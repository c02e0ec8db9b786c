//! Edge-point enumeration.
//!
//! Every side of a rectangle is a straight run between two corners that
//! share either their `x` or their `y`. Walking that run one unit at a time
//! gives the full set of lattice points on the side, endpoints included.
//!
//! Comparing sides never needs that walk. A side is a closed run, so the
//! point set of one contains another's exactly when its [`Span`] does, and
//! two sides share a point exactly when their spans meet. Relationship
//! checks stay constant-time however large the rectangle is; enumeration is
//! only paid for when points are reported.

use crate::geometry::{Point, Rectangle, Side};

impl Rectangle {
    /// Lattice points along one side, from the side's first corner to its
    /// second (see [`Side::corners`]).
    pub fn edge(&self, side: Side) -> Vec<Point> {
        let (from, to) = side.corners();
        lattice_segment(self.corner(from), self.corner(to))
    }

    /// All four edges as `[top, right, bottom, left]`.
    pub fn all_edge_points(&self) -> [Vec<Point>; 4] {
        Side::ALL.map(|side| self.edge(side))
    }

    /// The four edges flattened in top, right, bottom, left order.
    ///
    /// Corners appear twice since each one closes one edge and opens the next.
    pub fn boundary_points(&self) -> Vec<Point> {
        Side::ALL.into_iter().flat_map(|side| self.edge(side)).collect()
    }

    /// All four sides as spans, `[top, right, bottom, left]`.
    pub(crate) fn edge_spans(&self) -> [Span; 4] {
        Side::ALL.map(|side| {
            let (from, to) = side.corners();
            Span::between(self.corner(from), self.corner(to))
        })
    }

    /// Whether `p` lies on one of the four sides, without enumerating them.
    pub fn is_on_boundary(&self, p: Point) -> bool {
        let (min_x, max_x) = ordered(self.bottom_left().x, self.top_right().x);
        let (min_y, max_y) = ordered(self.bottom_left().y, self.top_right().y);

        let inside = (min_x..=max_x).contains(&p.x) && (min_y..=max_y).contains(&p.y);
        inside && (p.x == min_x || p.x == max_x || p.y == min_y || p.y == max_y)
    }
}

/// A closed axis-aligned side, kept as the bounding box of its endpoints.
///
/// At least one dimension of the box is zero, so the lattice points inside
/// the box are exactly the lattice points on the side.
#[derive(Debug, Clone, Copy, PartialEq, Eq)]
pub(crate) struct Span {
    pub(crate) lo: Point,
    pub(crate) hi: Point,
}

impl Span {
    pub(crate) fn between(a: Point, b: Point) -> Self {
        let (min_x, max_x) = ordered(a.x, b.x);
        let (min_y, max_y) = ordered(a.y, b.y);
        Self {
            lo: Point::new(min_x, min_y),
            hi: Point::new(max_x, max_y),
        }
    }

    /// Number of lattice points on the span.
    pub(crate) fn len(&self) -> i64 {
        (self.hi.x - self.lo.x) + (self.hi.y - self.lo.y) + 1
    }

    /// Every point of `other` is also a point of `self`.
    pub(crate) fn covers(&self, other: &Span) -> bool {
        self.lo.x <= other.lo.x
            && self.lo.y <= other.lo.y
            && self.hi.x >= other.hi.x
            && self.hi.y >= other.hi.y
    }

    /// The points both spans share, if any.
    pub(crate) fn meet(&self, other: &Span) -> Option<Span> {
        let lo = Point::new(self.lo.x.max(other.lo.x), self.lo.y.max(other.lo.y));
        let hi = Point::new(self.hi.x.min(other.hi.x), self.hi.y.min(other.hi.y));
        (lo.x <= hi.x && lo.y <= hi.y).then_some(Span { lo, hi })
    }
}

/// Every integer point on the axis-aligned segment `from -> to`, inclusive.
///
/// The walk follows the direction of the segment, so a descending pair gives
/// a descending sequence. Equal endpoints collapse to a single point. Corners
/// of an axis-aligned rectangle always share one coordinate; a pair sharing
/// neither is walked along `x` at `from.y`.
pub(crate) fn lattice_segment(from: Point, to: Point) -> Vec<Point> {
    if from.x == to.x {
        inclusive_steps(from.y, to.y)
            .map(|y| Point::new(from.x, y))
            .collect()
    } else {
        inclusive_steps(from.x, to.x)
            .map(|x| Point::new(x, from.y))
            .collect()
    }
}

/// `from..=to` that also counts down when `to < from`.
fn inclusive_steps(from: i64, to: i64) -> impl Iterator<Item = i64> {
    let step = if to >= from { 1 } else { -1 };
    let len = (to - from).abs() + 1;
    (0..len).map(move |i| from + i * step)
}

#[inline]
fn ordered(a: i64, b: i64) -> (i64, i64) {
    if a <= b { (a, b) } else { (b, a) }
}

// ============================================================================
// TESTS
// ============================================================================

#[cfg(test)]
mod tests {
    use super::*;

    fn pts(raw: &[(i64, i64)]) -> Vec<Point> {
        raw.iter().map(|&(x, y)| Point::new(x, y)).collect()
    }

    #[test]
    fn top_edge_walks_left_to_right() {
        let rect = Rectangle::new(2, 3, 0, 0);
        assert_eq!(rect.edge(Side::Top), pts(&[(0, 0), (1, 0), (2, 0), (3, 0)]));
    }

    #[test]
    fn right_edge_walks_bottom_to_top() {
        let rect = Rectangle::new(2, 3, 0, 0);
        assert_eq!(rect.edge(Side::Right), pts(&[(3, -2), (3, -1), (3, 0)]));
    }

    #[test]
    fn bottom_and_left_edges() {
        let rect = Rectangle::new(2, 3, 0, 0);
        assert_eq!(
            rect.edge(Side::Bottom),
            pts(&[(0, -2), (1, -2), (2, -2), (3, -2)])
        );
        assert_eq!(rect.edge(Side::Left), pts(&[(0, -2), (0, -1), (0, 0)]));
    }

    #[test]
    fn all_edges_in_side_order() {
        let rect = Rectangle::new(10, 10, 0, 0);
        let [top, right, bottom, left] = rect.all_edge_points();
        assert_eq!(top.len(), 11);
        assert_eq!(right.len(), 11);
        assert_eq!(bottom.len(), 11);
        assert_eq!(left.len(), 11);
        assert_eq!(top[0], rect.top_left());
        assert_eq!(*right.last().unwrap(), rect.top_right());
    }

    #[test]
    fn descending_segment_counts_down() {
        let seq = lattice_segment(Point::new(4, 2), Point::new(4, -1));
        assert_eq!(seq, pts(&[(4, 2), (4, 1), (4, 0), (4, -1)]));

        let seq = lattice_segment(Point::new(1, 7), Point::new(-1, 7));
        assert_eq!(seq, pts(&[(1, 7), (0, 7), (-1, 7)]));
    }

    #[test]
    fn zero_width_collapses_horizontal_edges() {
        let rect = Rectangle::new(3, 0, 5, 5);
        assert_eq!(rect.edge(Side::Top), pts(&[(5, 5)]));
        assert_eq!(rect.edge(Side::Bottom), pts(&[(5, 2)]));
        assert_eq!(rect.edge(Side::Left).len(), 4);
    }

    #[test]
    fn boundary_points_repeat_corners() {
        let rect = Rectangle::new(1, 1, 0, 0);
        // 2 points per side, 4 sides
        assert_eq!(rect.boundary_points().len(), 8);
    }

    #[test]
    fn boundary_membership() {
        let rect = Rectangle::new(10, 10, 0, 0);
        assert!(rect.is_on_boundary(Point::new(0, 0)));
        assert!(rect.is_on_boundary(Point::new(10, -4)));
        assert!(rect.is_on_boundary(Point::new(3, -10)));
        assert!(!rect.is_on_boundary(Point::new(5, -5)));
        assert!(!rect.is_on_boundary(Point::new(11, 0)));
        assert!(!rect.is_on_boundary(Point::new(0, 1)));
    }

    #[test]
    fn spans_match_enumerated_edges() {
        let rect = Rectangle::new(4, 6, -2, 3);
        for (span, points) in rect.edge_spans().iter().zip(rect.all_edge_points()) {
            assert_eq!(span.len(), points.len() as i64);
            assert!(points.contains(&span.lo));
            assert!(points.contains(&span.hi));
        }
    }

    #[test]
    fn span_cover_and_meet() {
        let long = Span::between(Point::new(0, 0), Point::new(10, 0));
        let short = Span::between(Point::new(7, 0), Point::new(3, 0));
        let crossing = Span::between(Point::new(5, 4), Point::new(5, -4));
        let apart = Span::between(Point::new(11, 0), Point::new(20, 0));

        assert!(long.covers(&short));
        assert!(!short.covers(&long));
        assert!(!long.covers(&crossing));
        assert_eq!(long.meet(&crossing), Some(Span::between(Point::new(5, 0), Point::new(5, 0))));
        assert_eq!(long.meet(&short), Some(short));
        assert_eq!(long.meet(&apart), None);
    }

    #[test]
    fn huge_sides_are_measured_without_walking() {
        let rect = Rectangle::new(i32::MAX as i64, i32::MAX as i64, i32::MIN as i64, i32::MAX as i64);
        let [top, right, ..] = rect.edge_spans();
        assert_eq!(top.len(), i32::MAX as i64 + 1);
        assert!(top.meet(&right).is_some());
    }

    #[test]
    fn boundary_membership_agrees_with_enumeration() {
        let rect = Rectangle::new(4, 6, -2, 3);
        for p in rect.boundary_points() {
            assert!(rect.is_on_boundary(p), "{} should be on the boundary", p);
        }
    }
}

• [What the exercise asks] Begin with the line that contains "assert_eq!(long.meet(&apart), None);" and end with the last line of the data. Repeat those two lines and all between them exactly.

• [Final answer]
        assert_eq!(long.meet(&apart), None);
    }

    #[test]
    fn huge_sides_are_measured_without_walking() {
        let rect = Rectangle::new(i32::MAX as i64, i32::MAX as i64, i32::MIN as i64, i32::MAX as i64);
        let [top, right, ..] = rect.edge_spans();
        assert_eq!(top.len(), i32::MAX as i64 + 1);
        assert!(top.meet(&right).is_some());
    }

    #[test]
    fn boundary_membership_agrees_with_enumeration() {
        let rect = Rectangle::new(4, 6, -2, 3);
        for p in rect.boundary_points() {
            assert!(rect.is_on_boundary(p), "{} should be on the boundary", p);
        }
    }
}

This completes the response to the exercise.